We're halfway there...

It’s been a great month to be on Facebook. To be sure, Facebook’s early membership restrictions (college students only) still shape the site’s demographics, and make it a largely left-leaning community but, in the past month, partisans of both sides have been plainly on display, both for better and for worse. Among the embittered musings of defeated conservative Facebook users, one common theme stands out: I’ve seen more than a few, otherwise intelligent individuals claim that, with Obama’s election, racism is dead (conservative websites echo the argument). And not in a theoretical sense - as in, good for us, yay America - but in the practical sense, complete with suggestions that affirmative action is now unneeded, the NAACP’s job finished, and racist jokes suddenly okay. Though eventually dismissing the idea as ridiculous, NPR has mused on the same, so it bears discussing: is racism dead?

No. Treating racism as “dead” or “over with” strikes me as not only wrong, but also as dangerous. The notion that the election of the first black president implies the defeat of racism is predicated on a belief that cultural progress is directly linear, and quantized: the idea is that, like Kuhn’s conception of scientific revolutions, culture builds to a watershed moment, after which some feat is permanently accomplished, with results imputable to every member of society. Outside of Civilization IV, that’s not how culture works.

For racism to truly be dead, either Obama’s election would have to have spontaneously changed the mind of every racist in America - “oh, guess I was wrong” - or, at least, proved that the overwhelming majority of Americans is not racist. Neither is true. Most obviously, culture rarely works in a top-down fashion and when it does, it doesn’t happen overnight. President-Elect Obama may change the minds of America’s unrepentant racists over time, but the mere fact of his election will not change the mind of anyone who voted against Obama because of his race. The evidence also suggests that not all of Obama’s supporters are “post race.” Both analyses from polling sites and dispatches from reporters indicated that while many of Obama’s supporters voted for him “regardless of” his race, some were unrepentant racists who voted for him “in spite of” his race. The latter category of individual may respect our President-Elect, but may still make unfounded assumptions about the average black man on the street.
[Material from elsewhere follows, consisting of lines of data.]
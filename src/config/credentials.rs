//! AWS 凭据解析模块
//!
//! 把环境变量中的认证信息解析为二选一的认证方式：命名 profile 或显式密钥。
//! 解析过程不发起任何网络请求，凭据是否有效要到第一次调用 S3 时才知道。

use crate::error::{Error, Result};
use aws_config::{BehaviorVersion, Region, SdkConfig, retry::RetryConfig};
use aws_sdk_s3::config::Credentials;
use std::fmt;

/// 写入静态凭据时使用的 provider 名称
const STATIC_PROVIDER_NAME: &str = "tfvars-sync-environment";

/// 从环境变量读取的原始认证输入，空字符串视为未设置。
#[derive(Clone, Default, PartialEq, Eq)]
pub struct AuthInputs {
    pub profile: Option<String>,
    pub region: Option<String>,
    pub access_key_id: Option<String>,
    pub secret_access_key: Option<String>,
    pub session_token: Option<String>,
}

impl fmt::Debug for AuthInputs {
    fn fmt(&self, f: &mut fmt::Formatter<'_>) -> fmt::Result {
        f.debug_struct("AuthInputs")
            .field("profile", &self.profile)
            .field("region", &self.region)
            .field("access_key_id", &self.access_key_id)
            .field("secret_access_key", &self.secret_access_key.as_ref().map(|_| "***"))
            .field("session_token", &self.session_token.as_ref().map(|_| "***"))
            .finish()
    }
}

/// 认证方式
#[derive(Clone, PartialEq, Eq)]
pub enum Auth {
    /// 使用共享配置文件中的命名 profile
    Profile(String),
    /// 使用显式的访问密钥
    Static {
        access_key_id: String,
        secret_access_key: String,
        session_token: Option<String>,
    },
}

impl fmt::Debug for Auth {
    fn fmt(&self, f: &mut fmt::Formatter<'_>) -> fmt::Result {
        match self {
            Auth::Profile(name) => f.debug_tuple("Profile").field(name).finish(),
            Auth::Static { access_key_id, .. } => f
                .debug_struct("Static")
                .field("access_key_id", access_key_id)
                .finish_non_exhaustive(),
        }
    }
}

/// 已校验的客户端配置：区域加一种认证方式。
#[derive(Debug, Clone, PartialEq, Eq)]
pub struct ClientConfig {
    pub region: String,
    pub auth: Auth,
}

/// 解析认证输入。
///
/// 校验顺序：
/// 1. 没有 profile 且缺少访问密钥或秘密密钥时返回 `MissingCredentials`。
/// 2. 没有区域时返回 `MissingRegion`，与认证方式无关。
///
/// profile 存在时优先使用 profile，忽略显式密钥和会话令牌。
pub fn resolve(inputs: &AuthInputs) -> Result<ClientConfig> {
    let has_keys = inputs.access_key_id.is_some() && inputs.secret_access_key.is_some();
    if inputs.profile.is_none() && !has_keys {
        return Err(Error::MissingCredentials);
    }

    let region = inputs.region.clone().ok_or(Error::MissingRegion)?;

    let auth = match (&inputs.profile, &inputs.access_key_id, &inputs.secret_access_key) {
        (Some(profile), _, _) => Auth::Profile(profile.clone()),
        (None, Some(access_key_id), Some(secret_access_key)) => Auth::Static {
            access_key_id: access_key_id.clone(),
            secret_access_key: secret_access_key.clone(),
            session_token: inputs.session_token.clone(),
        },
        _ => return Err(Error::MissingCredentials),
    };

    Ok(ClientConfig { region, auth })
}

impl ClientConfig {
    /// 构建 AWS SDK 配置。
    ///
    /// 重试被关闭，失败直接返回给调用方。`endpoint_url` 用于 S3 兼容服务。
    pub async fn load_sdk_config(&self, endpoint_url: Option<&str>) -> SdkConfig {
        let mut loader = aws_config::defaults(BehaviorVersion::latest())
            .region(Region::new(self.region.clone()))
            .retry_config(RetryConfig::disabled());

        loader = match &self.auth {
            Auth::Profile(name) => loader.profile_name(name),
            Auth::Static {
                access_key_id,
                secret_access_key,
                session_token,
            } => loader.credentials_provider(Credentials::new(
                access_key_id,
                secret_access_key,
                session_token.clone(),
                None,
                STATIC_PROVIDER_NAME,
            )),
        };

        if let Some(url) = endpoint_url {
            loader = loader.endpoint_url(url);
        }

        loader.load().await
    }
}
Of course, there are also those who will simply recast their racism to appear more palatable. Unfortunately, the rumors about Barack Obama being a “secret Muslim” persist in the darker corners of the internet, and I would argue that this scurrilous “otherizing” of Obama represents the same emotion, and the same harm, as racism.

All of this is to say that we’re not out of the woods yet. There are still those who will think less of an individual because of the color of their skin. One astonishing election alone is insufficient to change that, or prove otherwise. But the critical problem with jumping to the post-race conclusion is in imagining that the problem of racism is simply that people are racist. America will be post-race only when the unfortunate real-world effects of centuries of prejudice are eradicated, and that one black man was elected to the nation’s highest office does not change the fact that, for many African-Americans nationwide, the effects of slavery and prejudice endure in the form of poverty and restricted opportunity. Racism is as much one big, society-wide problem as it is thousands of big, personal problems.

While Obama’s election brings hope, it has not, yet, brought change for those who need it most, and we can’t let one victory blind us to continuing real-world problems.